8.) A water slide whose top is 5.00 meters above the pool. The total length of t

Question

8.) A water slide whose top is 5.00 meters above the pool.   The total length of the slide is 15.0 meters because it ‘winds’ its way down to the water. Since water is running down the slide, there is very little friction (we will assume none) between the swimmers’ bathing suits and the slide surface.
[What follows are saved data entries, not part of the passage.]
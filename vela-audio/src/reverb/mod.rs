//! Convolution reverb building blocks
//!
//! [`ImpulseResponse`] renders a preset, [`ImpulseCache`] shares renders
//! across reverb units, and [`Convolver`] runs the partitioned convolution.

mod cache;
mod convolver;
mod impulse;

pub use cache::ImpulseCache;
pub use convolver::{Convolver, KernelSpectra, PARTITION_SIZE};
pub use impulse::{ImpulseResponse, ParsePresetError, PresetConfig, ReverbPreset};
//! Audio effects engine for Vela - bypassable DSP units and their chain
//!
//! This crate provides the effects processing pipeline:
//! - Smoother: exponential ramps behind every automatable parameter
//! - Effects: EQ, compressor, filter, delay (mono / ping-pong), convolution reverb
//! - Reverb: impulse response synthesis, shared IR cache, partitioned convolver
//! - Chain: the five units in a reorderable series
//! - Engine: control-plane handle, IR worker thread and audio-thread processor
//!
//! All audio is stereo interleaved `f32` (L, R, L, R, ...).

mod chain;
mod effects;
mod engine;
pub mod reverb;
mod smoother;

pub use chain::{ChainState, EffectChain, EffectSlot, ParseSlotError, DEFAULT_ORDER};
pub use effects::{
    BiquadCoeffs, BiquadShape, BiquadState, Bypass, Compressor, CompressorState, Delay,
    DelayState, DelayTopology, Effect, EqState, Equalizer, Filter, FilterState, Reverb,
    ReverbState, StateSync, StereoBiquad,
};
pub use engine::{EngineError, FxCommand, FxEngine, FxEvent, FxProcessor, ImpulseWorker};
pub use reverb::{ImpulseCache, ImpulseResponse, ReverbPreset};
pub use smoother::{SmoothedParam, DEFAULT_TIME_CONSTANT};
//! Shared impulse response cache
//!
//! Keyed by `(preset, sample_rate)`. Entries are never evicted or replaced,
//! so a handed-out `Arc` stays the canonical IR for its key for the lifetime
//! of the cache. Synthesis runs outside the lock; when two callers race on
//! the same key the first insert wins and both get that entry.

use parking_lot::RwLock;
use std::collections::HashMap;
use std::sync::atomic::{AtomicUsize, Ordering};
use std::sync::Arc;

use super::{ImpulseResponse, ReverbPreset};

type CacheKey = (ReverbPreset, u32);

/// Append-only map of synthesized impulse responses
#[derive(Default)]
pub struct ImpulseCache {
    entries: RwLock<HashMap<CacheKey, Arc<ImpulseResponse>>>,
    /// Number of syntheses performed (including ones that lost an insert race)
    synthesized: AtomicUsize,
}

impl ImpulseCache {
    pub fn new() -> Self {
        Self::default()
    }

    /// Integer rate used in cache keys for a stream sample rate
    pub fn rate_key(sample_rate: f32) -> u32 {
        sample_rate.round().max(1.0) as u32
    }

    /// Cached IR for `(preset, sample_rate)`, without synthesizing
    pub fn get(&self, preset: ReverbPreset, sample_rate: u32) -> Option<Arc<ImpulseResponse>> {
        self.entries.read().get(&(preset, sample_rate)).cloned()
    }

    /// Return the cached IR, synthesizing and inserting it on a miss
    pub fn get_or_synthesize(
        &self,
        preset: ReverbPreset,
        sample_rate: u32,
    ) -> Arc<ImpulseResponse> {
        if let Some(ir) = self.get(preset, sample_rate) {
            tracing::trace!(preset = %preset, sample_rate, "impulse cache hit");
            return ir;
        }

        let ir = Arc::new(ImpulseResponse::synthesize(preset, sample_rate));
        self.synthesized.fetch_add(1, Ordering::Relaxed);

        let mut entries = self.entries.write();
        Arc::clone(entries.entry((preset, sample_rate)).or_insert(ir))
    }

    pub fn contains(&self, preset: ReverbPreset, sample_rate: u32) -> bool {
        self.entries.read().contains_key(&(preset, sample_rate))
    }

    /// Number of cached IRs
    pub fn len(&self) -> usize {
        self.entries.read().len()
    }

    pub fn is_empty(&self) -> bool {
        self.entries.read().is_empty()
    }

    pub fn synthesis_count(&self) -> usize {
        self.synthesized.load(Ordering::Relaxed)
    }
}
//! Dry/wet bypass shared by every effect unit
//!
//! The input is always split into a dry path and the unit's wet path; both
//! are summed through smoothed gains. Enabling, disabling and changing the
//! mix only move gain targets, so toggling an effect never reconnects
//! anything and never produces a step.

use crate::smoother::{SmoothedParam, DEFAULT_TIME_CONSTANT};

/// Dry/wet crossfade with click-free enable/disable
#[derive(Debug, Clone)]
pub struct Bypass {
    enabled: bool,
    mix: f32,
    dry: SmoothedParam,
    wet: SmoothedParam,
    disposed: bool,
}

impl Bypass {
    /// Create a bypass stage; gains start settled on the requested state
    pub fn new(sample_rate: f32, enabled: bool, mix: f32) -> Self {
        let mix = mix.clamp(0.0, 1.0);
        let (dry, wet) = Self::gains(enabled, mix);
        Self {
            enabled,
            mix,
            dry: SmoothedParam::new(sample_rate, dry),
            wet: SmoothedParam::new(sample_rate, wet),
            disposed: false,
        }
    }

    /// Dry/wet gains for a state
    ///
    /// Constant-amplitude: dry + wet stays at unity, also mid-ramp.
    #[inline]
    fn gains(enabled: bool, mix: f32) -> (f32, f32) {
        let m = if enabled { mix } else { 0.0 };
        (1.0 - m, m)
    }

    fn retarget(&mut self) {
        let (dry, wet) = Self::gains(self.enabled, self.mix);
        self.dry.set_target(dry, DEFAULT_TIME_CONSTANT);
        self.wet.set_target(wet, DEFAULT_TIME_CONSTANT);
    }

    /// Enable or disable the wet contribution
    pub fn set_enabled(&mut self, enabled: bool) {
        if self.enabled != enabled {
            self.enabled = enabled;
            self.retarget();
        }
    }

    /// Check if the unit is audible
    pub fn is_enabled(&self) -> bool {
        self.enabled
    }

    /// Set wet/dry mix (0.0 - 1.0); kept while disabled
    pub fn set_mix(&mut self, mix: f32) {
        let mix = mix.clamp(0.0, 1.0);
        if self.mix != mix {
            self.mix = mix;
            if self.enabled {
                self.retarget();
            }
        }
    }

    /// Get wet/dry mix
    pub fn mix(&self) -> f32 {
        self.mix
    }

    /// Current (smoothed) dry gain
    pub fn dry_gain(&self) -> f32 {
        self.dry.value()
    }

    /// Current (smoothed) wet gain
    pub fn wet_gain(&self) -> f32 {
        self.wet.value()
    }

    /// Run the wet path over every stereo frame and blend it with the dry signal
    ///
    /// `wet_path` receives the dry input frame and returns the processed frame.
    /// It is called for every frame even while bypassed so internal state
    /// (delay lines, envelopes, convolution history) keeps following the input.
    #[inline]
    pub fn process<F>(&mut self, samples: &mut [f32], mut wet_path: F)
    where
        F: FnMut(f32, f32) -> (f32, f32),
    {
        if self.disposed {
            return;
        }

        for frame in samples.chunks_exact_mut(2) {
            let (dry_l, dry_r) = (frame[0], frame[1]);
            let (wet_l, wet_r) = wet_path(dry_l, dry_r);

            let dry = self.dry.next();
            let wet = self.wet.next();
            frame[0] = dry_l * dry + wet_l * wet;
            frame[1] = dry_r * dry + wet_r * wet;
        }
    }

    /// Mark the unit as torn down; returns false if it already was
    pub fn dispose(&mut self) -> bool {
        if self.disposed {
            tracing::warn!("effect unit disposed more than once");
            return false;
        }
        self.disposed = true;
        true
    }

    /// Check if the unit has been disposed
    pub fn is_disposed(&self) -> bool {
        self.disposed
    }
}

#[cfg(test)]
mod tests {
    use super::*;

    const SR: f32 = 48000.0;

    #[test]
    fn test_disabled_is_all_dry() {
        let mut bypass = Bypass::new(SR, false, 0.7);
        let mut samples = vec![0.5, -0.5, 0.25, -0.25];
        let original = samples.clone();

        bypass.process(&mut samples, |_, _| (1.0, 1.0));
        assert_eq!(samples, original);
    }

    #[test]
    fn test_full_mix_is_all_wet() {
        let mut bypass = Bypass::new(SR, true, 1.0);
        let mut samples = vec![0.5, -0.5];

        bypass.process(&mut samples, |l, r| (l * 2.0, r * 2.0));
        assert!((samples[0] - 1.0).abs() < 1e-6);
        assert!((samples[1] + 1.0).abs() < 1e-6);
    }

    #[test]
    fn test_gains_sum_to_unity_while_ramping() {
        let mut bypass = Bypass::new(SR, false, 0.6);
        bypass.set_enabled(true);

        let mut samples = vec![1.0; 2000];
        bypass.process(&mut samples, |l, r| (l, r));
        assert!(samples.iter().all(|s| (s - 1.0).abs() < 1e-5));
        assert!((bypass.dry_gain() + bypass.wet_gain() - 1.0).abs() < 1e-5);
    }

    #[test]
    fn test_toggle_has_no_step() {
        let mut bypass = Bypass::new(SR, false, 1.0);
        bypass.set_enabled(true);

        // Wet path inverts: a hard switch would jump from 1.0 to -1.0
        let mut samples = vec![1.0; 96000];
        bypass.process(&mut samples, |l, r| (-l, -r));

        let max_step = samples
            .chunks_exact(2)
            .map(|f| f[0])
            .collect::<Vec<_>>()
            .windows(2)
            .map(|w| (w[1] - w[0]).abs())
            .fold(0.0f32, f32::max);
        assert!(max_step < 0.01, "step of {}", max_step);
        assert!(samples[samples.len() - 2] < -0.99);
    }

    #[test]
    fn test_gains_settle_exactly() {
        let mut bypass = Bypass::new(SR, false, 1.0);
        bypass.set_enabled(true);

        let mut samples = vec![0.5; 2 * 48000];
        bypass.process(&mut samples, |l, r| (l, r));
        assert_eq!(bypass.wet_gain(), 1.0);
        assert_eq!(bypass.dry_gain(), 0.0);

        bypass.set_enabled(false);
        bypass.process(&mut samples, |l, r| (l, r));
        assert_eq!(bypass.wet_gain(), 0.0);
        assert_eq!(bypass.dry_gain(), 1.0);
    }

    #[test]
    fn test_mix_retained_while_disabled() {
        let mut bypass = Bypass::new(SR, true, 0.4);
        bypass.set_enabled(false);
        bypass.set_mix(0.8);
        assert_eq!(bypass.mix(), 0.8);

        bypass.set_enabled(true);
        assert_eq!(bypass.mix(), 0.8);
    }

    #[test]
    fn test_mix_clamping() {
        let mut bypass = Bypass::new(SR, true, 0.5);
        bypass.set_mix(3.0);
        assert_eq!(bypass.mix(), 1.0);
        bypass.set_mix(-1.0);
        assert_eq!(bypass.mix(), 0.0);
    }

    #[test]
    fn test_disposed_passes_audio_untouched() {
        let mut bypass = Bypass::new(SR, true, 1.0);
        assert!(bypass.dispose());
        let mut samples = vec![0.3, 0.3];
        bypass.process(&mut samples, |_, _| (0.0, 0.0));
        assert_eq!(samples, vec![0.3, 0.3]);
        assert!(!bypass.dispose());
    }
}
a. Determine the final velocity of a person at the bottom of the slide before they enter the water.

Answer:______________ m/s

b. If the side were only 10.0 meters long (but at the same height) what would be the person’s final velocity? Note that the slide is steeper in this case.

Answer:_______________ m/s

c. If the person started at the top of the slide with an initial speed of 5.0 m/s, what would be their speed at the bottom of the slide for the 10-m long slide?

Answer:_____________ m/s

d. How long would it take the person to slide down for each of the 2 slides when they start from rest? For this problem, you may assume constant acceleration.

15.0 m slide: _________seconds

10.0 m slide: _________seconds

Explanation / Answer

as there is no friction, steeper surface would not have any role in finding final velocity (as energy is conserved)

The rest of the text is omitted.